Majority of this production, the report says, is grown in the US, Brazil, and Argentina. In spite of the strong resistance African countries have shown towards GMOs, Kenya is believed to have bowed to US pressure two years ago to speedily pass the Biosafety law that now allows it to trade in such products.

Diplomatic cable

A diplomatic cable released by whistle-blowing website WikiLeaks recently revealed that the US, which is not a signatory to the Cartagena Protocol, was the main force behind the enactment of Kenya’s Biosafety Law.

The cable, sent to the American Secretary of State in March 2009 by former US ambassador to Kenya Michael Ranneberger, said the American government put pressure on Kenya to pass the law.

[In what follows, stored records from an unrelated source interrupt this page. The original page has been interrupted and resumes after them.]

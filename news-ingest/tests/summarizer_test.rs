mod common;

use common::{init_tracing, valid_summary_json};
use news_ingest::summarizer::parse_structured_summary;
use news_ingest::{IngestError, MockLlmAdapter, Summarizer, SummarizerConfig};
use std::sync::Arc;

#[test]
fn test_rejects_every_malformed_shape() {
    let cases = [
        ("missing summary", r#"{"key_stats":"K","sentiment_score":1,"tags":[]}"#),
        ("missing key_stats", r#"{"summary":"S","sentiment_score":1,"tags":[]}"#),
        ("missing sentiment", r#"{"summary":"S","key_stats":"K","tags":[]}"#),
        ("missing tags", r#"{"summary":"S","key_stats":"K","sentiment_score":1}"#),
        ("float sentiment", r#"{"summary":"S","key_stats":"K","sentiment_score":2.5,"tags":[]}"#),
        ("string sentiment", r#"{"summary":"S","key_stats":"K","sentiment_score":"5","tags":[]}"#),
        ("above range", r#"{"summary":"S","key_stats":"K","sentiment_score":11,"tags":[]}"#),
        ("below range", r#"{"summary":"S","key_stats":"K","sentiment_score":-11,"tags":[]}"#),
        ("huge sentiment", r#"{"summary":"S","key_stats":"K","sentiment_score":99999999999,"tags":[]}"#),
        ("tags not array", r#"{"summary":"S","key_stats":"K","sentiment_score":1,"tags":"AI"}"#),
        ("tag not string", r#"{"summary":"S","key_stats":"K","sentiment_score":1,"tags":[1]}"#),
        ("null summary", r#"{"summary":null,"key_stats":"K","sentiment_score":1,"tags":[]}"#),
        ("blank summary", r#"{"summary":"  ","key_stats":"K","sentiment_score":1,"tags":[]}"#),
        ("extra field", r#"{"summary":"S","key_stats":"K","sentiment_score":1,"tags":[],"rating":"bull"}"#),
        ("array root", r#"[{"summary":"S","key_stats":"K","sentiment_score":1,"tags":[]}]"#),
        ("prose wrapper", r#"Here you go: {"summary":"S","key_stats":"K","sentiment_score":1,"tags":[]}"#),
        ("truncated", r#"{"summary":"S","key_stats":"K","sentiment_sc"#),
        ("empty", ""),
        ("empty fence", "```json\n```"),
    ];

    for (name, raw) in cases {
        match parse_structured_summary(raw) {
            Err(IngestError::SchemaValidation(_)) => {}
            other => panic!("{}: expected schema failure, got {:?}", name, other),
        }
    }
}

#[test]
fn test_accepts_range_boundaries() {
    for score in [-10, 0, 10] {
        let parsed = parse_structured_summary(&valid_summary_json("S", "K", score)).unwrap();
        assert_eq!(parsed.sentiment_score, score);
    }
}

#[test]
fn test_fenced_reply_equals_unwrapped_reply() {
    let json = valid_summary_json("Fed held rates.", "Rates stay at {{5.25%}}.", -2);

    let bare = parse_structured_summary(&json).unwrap();
    for wrapped in [
        format!("```json\n{}\n```", json),
        format!("```JSON\n{}\n```", json),
        format!("\n\n```\n{}\n```\n", json),
        format!("```json {}```", json),
        format!("```json\n{}\n```\nHope this helps!", json),
    ] {
        assert_eq!(parse_structured_summary(&wrapped).unwrap(), bare);
    }

    assert_eq!(bare.key_stats, "Rates stay at {{5.25%}}.");
}

#[tokio::test]
async fn test_request_truncates_body_and_fixes_language() {
    init_tracing();

    let llm = Arc::new(MockLlmAdapter::new("capture").with_response(valid_summary_json("S", "K", 1)));
    let summarizer = Summarizer::new(
        llm.clone(),
        SummarizerConfig {
            max_body_chars: 100,
            language: "English".to_string(),
        },
    );

    let body = "é".repeat(500);
    let summary = summarizer.summarize("Chip rally", &body).await.unwrap();
    assert_eq!(summary.summary, "S");

    let requests = llm.requests();
    assert_eq!(requests.len(), 1);
    assert_eq!(
        requests[0].user_message,
        format!("Title: Chip rally\n\nContent: {}", "é".repeat(100))
    );
    assert!(requests[0].system_instruction.contains("in English"));
    assert!(requests[0].system_instruction.contains("-10 to -1 is bearish"));
}

#[tokio::test]
async fn test_short_body_is_sent_whole() {
    let llm = Arc::new(MockLlmAdapter::new("capture").with_response(valid_summary_json("S", "K", 1)));
    let summarizer = Summarizer::new(llm.clone(), SummarizerConfig::default());

    summarizer.summarize("T", "short body").await.unwrap();

    assert_eq!(llm.requests()[0].user_message, "Title: T\n\nContent: short body");
}

#[tokio::test]
async fn test_no_internal_retry_on_bad_output() {
    let llm = Arc::new(
        MockLlmAdapter::new("once")
            .with_response("not json")
            .with_response(valid_summary_json("S", "K", 1)),
    );
    let summarizer = Summarizer::new(llm.clone(), SummarizerConfig::default());

    let result = summarizer.summarize("T", "body").await;

    assert!(matches!(result, Err(IngestError::SchemaValidation(_))));
    assert_eq!(llm.call_count(), 1);
}
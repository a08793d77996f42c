use crate::extract::extract_article;
use crate::traits::ArticleFetcher;
use crate::types::{FetchConfig, IngestError, RawArticle, Result};
use async_trait::async_trait;
use reqwest::{header, Client, Response};
use std::time::{Duration, Instant};
use tracing::{debug, info};

pub struct Fetcher {
    client: Client,
    config: FetchConfig,
}

impl Fetcher {
    pub fn new(config: FetchConfig) -> Result<Self> {
        let client = Client::builder()
            .user_agent(&config.user_agent)
            .timeout(Duration::from_secs(config.timeout_seconds))
            .gzip(true)
            .deflate(true)
            .brotli(true)
            .redirect(reqwest::redirect::Policy::limited(config.max_redirects))
            .build()?;

        Ok(Self { client, config })
    }

    /// Download a feed document. Single attempt; retries belong to the pipeline.
    pub async fn fetch_feed(&self, url: &str) -> Result<String> {
        let start_time = Instant::now();
        debug!("Fetching feed: {}", url);

        let response = self.get(url).await?;
        let content = self.read_body(response).await?;

        info!(
            "Fetched feed: {} ({} bytes in {}ms)",
            url,
            content.len(),
            start_time.elapsed().as_millis()
        );
        Ok(content)
    }

    /// Download an article page and return its HTML.
    pub async fn fetch_html(&self, url: &str) -> Result<String> {
        debug!("Fetching article from: {}", url);

        let response = self.get(url).await?;

        let content_type = response
            .headers()
            .get(header::CONTENT_TYPE)
            .and_then(|v| v.to_str().ok())
            .unwrap_or("")
            .to_ascii_lowercase();

        // Missing content type is given the benefit of the doubt.
        if !content_type.is_empty()
            && !content_type.contains("html")
            && !content_type.contains("xml")
        {
            return Err(IngestError::Extraction(format!(
                "unsupported content type '{}'",
                content_type
            )));
        }

        self.read_body(response).await
    }

    fn max_body_bytes(&self) -> u64 {
        self.config.max_body_mb as u64 * 1024 * 1024
    }

    async fn get(&self, url: &str) -> Result<Response> {
        let response = self.client.get(url).send().await?;
        let status = response.status();

        if !status.is_success() {
            return Err(IngestError::Network(format!(
                "HTTP {}: {}",
                status.as_u16(),
                status.canonical_reason().unwrap_or("Unknown")
            )));
        }

        if let Some(content_length) = response.content_length() {
            if content_length > self.max_body_bytes() {
                return Err(IngestError::Network(format!(
                    "response too large: {} bytes",
                    content_length
                )));
            }
        }

        Ok(response)
    }

    /// Stream the body, giving up once it passes the size cap. Chunked and
    /// compressed responses carry no usable `Content-Length`.
    async fn read_body(&self, mut response: Response) -> Result<String> {
        let limit = self.max_body_bytes();
        let mut body: Vec<u8> = Vec::new();

        while let Some(chunk) = response.chunk().await? {
            if (body.len() + chunk.len()) as u64 > limit {
                return Err(IngestError::Network(format!(
                    "response too large: over {}MB",
                    self.config.max_body_mb
                )));
            }
            body.extend_from_slice(&chunk);
        }

        Ok(String::from_utf8_lossy(&body).into_owned())
    }
}

#[async_trait]
impl ArticleFetcher for Fetcher {
    async fn fetch_article(&self, url: &str) -> Result<RawArticle> {
        let html = self.fetch_html(url).await?;
        extract_article(&html, None)
    }
}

Critics of the law says it waters down powers of the biosafety authority, stripping it of independence from political manipulation and rendering it toothless against rich US multinationals that promote GM technology in Africa.

“Most conspicuously, this Act fails to clarify who has the responsibility to pay for the risk assessment of GMOs to be introduced or consumed in Kenya,” said Ms Maina

Under a USAid loan, Kenya has since built a Sh1 billion ($12 million) biosafety facility at the Kenya Agricultural Research Institute (Kari). The country has been undertaking experiments in the production of biotechnology cotton.

This massive investment is yet to change the attitude towards GM technology, with civil society groups still vowing to fight the technology.

“We do not believe that the top-down technological solutions will solve the many challenges that Kenyan farmers face and therefore demand government protection of integrity of agro-ecological practices and local seed varieties by banning GMOs,” said Ms Maina.